What is expected >> Set every entry down again precisely.

Dataset entries >>
----

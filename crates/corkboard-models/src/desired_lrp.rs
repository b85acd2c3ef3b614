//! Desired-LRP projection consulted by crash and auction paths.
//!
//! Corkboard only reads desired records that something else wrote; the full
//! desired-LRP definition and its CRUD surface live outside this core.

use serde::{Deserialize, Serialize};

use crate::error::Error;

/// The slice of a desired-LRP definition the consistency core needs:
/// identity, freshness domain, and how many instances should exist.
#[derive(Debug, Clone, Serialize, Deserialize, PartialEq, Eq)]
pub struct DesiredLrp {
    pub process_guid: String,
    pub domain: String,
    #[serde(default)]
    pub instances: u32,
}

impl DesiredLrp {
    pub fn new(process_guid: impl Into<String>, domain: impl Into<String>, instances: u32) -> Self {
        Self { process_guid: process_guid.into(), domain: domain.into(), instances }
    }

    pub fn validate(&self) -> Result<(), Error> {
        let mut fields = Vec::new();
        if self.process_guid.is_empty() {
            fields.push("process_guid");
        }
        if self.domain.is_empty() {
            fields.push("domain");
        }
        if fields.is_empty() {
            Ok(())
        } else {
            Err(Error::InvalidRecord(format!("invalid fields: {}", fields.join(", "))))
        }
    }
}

----

Expected answer >>
filename crates/corkboard-models/src/desired_lrp.rs
repository b85acd2c3ef3b614
//! Desired-LRP projection consulted by crash and auction paths.
//!
//! Corkboard only reads desired records that something else wrote; the full
//! desired-LRP definition and its CRUD surface live outside this core.

use serde::{Deserialize, Serialize};

use crate::error::Error;

/// The slice of a desired-LRP definition the consistency core needs:
/// identity, freshness domain, and how many instances should exist.
#[derive(Debug, Clone, Serialize, Deserialize, PartialEq, Eq)]
pub struct DesiredLrp {
    pub process_guid: String,
    pub domain: String,
    #[serde(default)]
    pub instances: u32,
}

impl DesiredLrp {
    pub fn new(process_guid: impl Into<String>, domain: impl Into<String>, instances: u32) -> Self {
        Self { process_guid: process_guid.into(), domain: domain.into(), instances }
    }

    pub fn validate(&self) -> Result<(), Error> {
        let mut fields = Vec::new();
        if self.process_guid.is_empty() {
            fields.push("process_guid");
        }
        if self.domain.is_empty() {
            fields.push("domain");
        }
        if fields.is_empty() {
            Ok(())
        } else {
            Err(Error::InvalidRecord(format!("invalid fields: {}", fields.join(", "))))
        }
    }
}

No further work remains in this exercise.